# [FOM] Consistency v. reflection, and the truth of the Godel-sentence

Torkel Franzen torkel at sm.luth.se
Fri May 30 01:04:28 EDT 2003

Neil says:

>If one uses Torkel's explanations of A(x), B(x) and t, and substitutes, it
>might appear that the universally quantified biconditional is logically
>true, and not just a non-logical theorem of PA---until one realizes that
>what PA would be providing is the proof that the value of t is (x)A(x)
>itself. But since, in the overall discussion, PA is one of the values that
>can be taken by the system-variable S, one has to ask whether Torkel's
>challenge would have any point under the assumption that PA is
>inconsistent.

My "challenge" consisted in the simple observation that

(x)( B(x) <-> x is a proof in S of G)

is provable in (a weak subsystem of) PA. Hence, when you claim that
B(_n) could be false even if n is a proof in S of G, you are rejecting
this theorem.  You now add that on the assumption that PA is
inconsistent, the point of [something] becomes moot. If we assume that
PA is inconsistent, we must indeed question a great many arguments.

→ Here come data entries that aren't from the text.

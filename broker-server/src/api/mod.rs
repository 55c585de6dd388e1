//! API routes for broker-server

pub mod admin;
pub mod health;
pub mod notifications;
pub mod orders;
pub mod submissions;

use axum::routing::{delete, get, post};
use axum::{middleware, Router};
use shared::error::{AppError, ErrorCode};
use shared::models::OrderRef;
use tower_http::trace::TraceLayer;

use crate::auth::auth_middleware;
use crate::state::AppState;

pub type ApiResult<T> = Result<axum::Json<T>, AppError>;

/// Parse a `{kind}/{id}` path pair into an order reference.
pub(crate) fn parse_order_ref(kind: &str, id: i64) -> Result<OrderRef, AppError> {
    let kind = kind
        .parse()
        .map_err(|_| AppError::with_message(ErrorCode::InvalidRequest, "unknown order kind"))?;
    Ok(OrderRef { kind, id })
}

/// Create the combined router
pub fn create_router(state: AppState) -> Router {
    let buyer = Router::new()
        .route("/api/orders", post(orders::create_order).get(orders::list_orders))
        .route("/api/orders/{id}", get(orders::get_order))
        .route("/api/orders/{id}/submit", post(orders::submit_order))
        .route("/api/confirmations", get(orders::list_confirmations));

    let supplier = Router::new()
        .route("/api/supplier/fleet", get(submissions::list_fleet))
        .route(
            "/api/supplier/submissions",
            get(submissions::list_submissions),
        )
        .route(
            "/api/supplier/submissions/{id}/viewed",
            post(submissions::mark_viewed),
        )
        .route(
            "/api/supplier/submissions/{id}/respond",
            post(submissions::respond),
        )
        .route(
            "/api/supplier/submissions/{id}/commit",
            post(submissions::commit),
        )
        .route(
            "/api/supplier/submissions/{id}/withdraw",
            post(submissions::withdraw),
        );

    let admin = Router::new()
        .route("/api/admin/orders", post(admin::create_order))
        .route(
            "/api/admin/orders/{kind}/{id}",
            delete(admin::delete_order),
        )
        .route(
            "/api/admin/orders/{kind}/{id}/assign",
            post(admin::assign_order),
        )
        .route(
            "/api/admin/orders/{kind}/{id}/broadcast",
            post(admin::broadcast_order),
        )
        .route(
            "/api/admin/orders/{kind}/{id}/cancel",
            post(admin::cancel_order),
        )
        .route(
            "/api/admin/orders/{kind}/{id}/reject",
            post(admin::reject_order),
        )
        .route(
            "/api/admin/orders/{kind}/{id}/complete",
            post(admin::complete_order),
        )
        .route(
            "/api/admin/orders/{kind}/{id}/submissions",
            get(admin::list_order_submissions),
        )
        .route(
            "/api/admin/orders/{kind}/{id}/confirmations",
            get(admin::list_order_confirmations),
        )
        .route(
            "/api/admin/confirmations/{id}/forward",
            post(admin::forward_confirmation),
        );

    let inbox = Router::new()
        .route("/api/notifications", get(notifications::list))
        .route("/api/notifications/{id}/read", post(notifications::mark_read))
        .route("/api/notifications/clear", post(notifications::clear));

    let authed = Router::new()
        .merge(buyer)
        .merge(supplier)
        .merge(admin)
        .merge(inbox)
        .layer(middleware::from_fn_with_state(
            state.clone(),
            auth_middleware,
        ));

    Router::new()
        .route("/health", get(health::health_check))
        .merge(authed)
        .layer(TraceLayer::new_for_http())
        .with_state(state)
}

>Agreed. But the truth-predicate-eschewing proof of G from the assumption
>"S is consistent" is very, very long and would not serve as a plausible
>regimentation of what is called the "semantical argument" for [the truth
>of] G.

Questions of length aside, no proof of G from the assumption "S is
consistent" can amount to an argument for the truth of G, since it
only shows "if S is consistent then G". Such proofs apply equally to
theories S for which we have no idea whether or not G is true.

>I am suggesting that the
>semantical argument provides (for those who go in for it) an alternative
>way, and that it is best regimented by use of the uniform reflection
>principle for p.r. sentences, this principle being adopted in an extension
>of S.

Again, this only amounts to a proof of "if A then G", where A is some
conjunction of instances of your reflection principle. It does not yield
any semantical argument, in your sense of an argument "designed to help
one understand why asserting G would be the right thing to do".

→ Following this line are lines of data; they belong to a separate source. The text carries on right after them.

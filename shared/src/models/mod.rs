//! Data models
//!
//! Shared between broker-server and frontend (via API).
//! All IDs are `i64` (SQLite INTEGER PRIMARY KEY).

pub mod confirmation;
pub mod fleet;
pub mod notification;
pub mod order;
pub mod submission;

// Re-exports
pub use confirmation::*;
pub use fleet::*;
pub use notification::*;
pub use order::*;
pub use submission::*;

>In my Mind paper, I was urging (b) as a route that could be taken by a
>deflationist who wished to capture the essential structure of the
>so-called semantical argument for [the truth of] G.

A proof of "if [a conjunction of instances of your reflection
principle] then G" by itself yields no grounds whatever for accepting
G. So the question then, from a deflationist point of view, is how the
reflection principle can be justified without invoking the notion of
truth.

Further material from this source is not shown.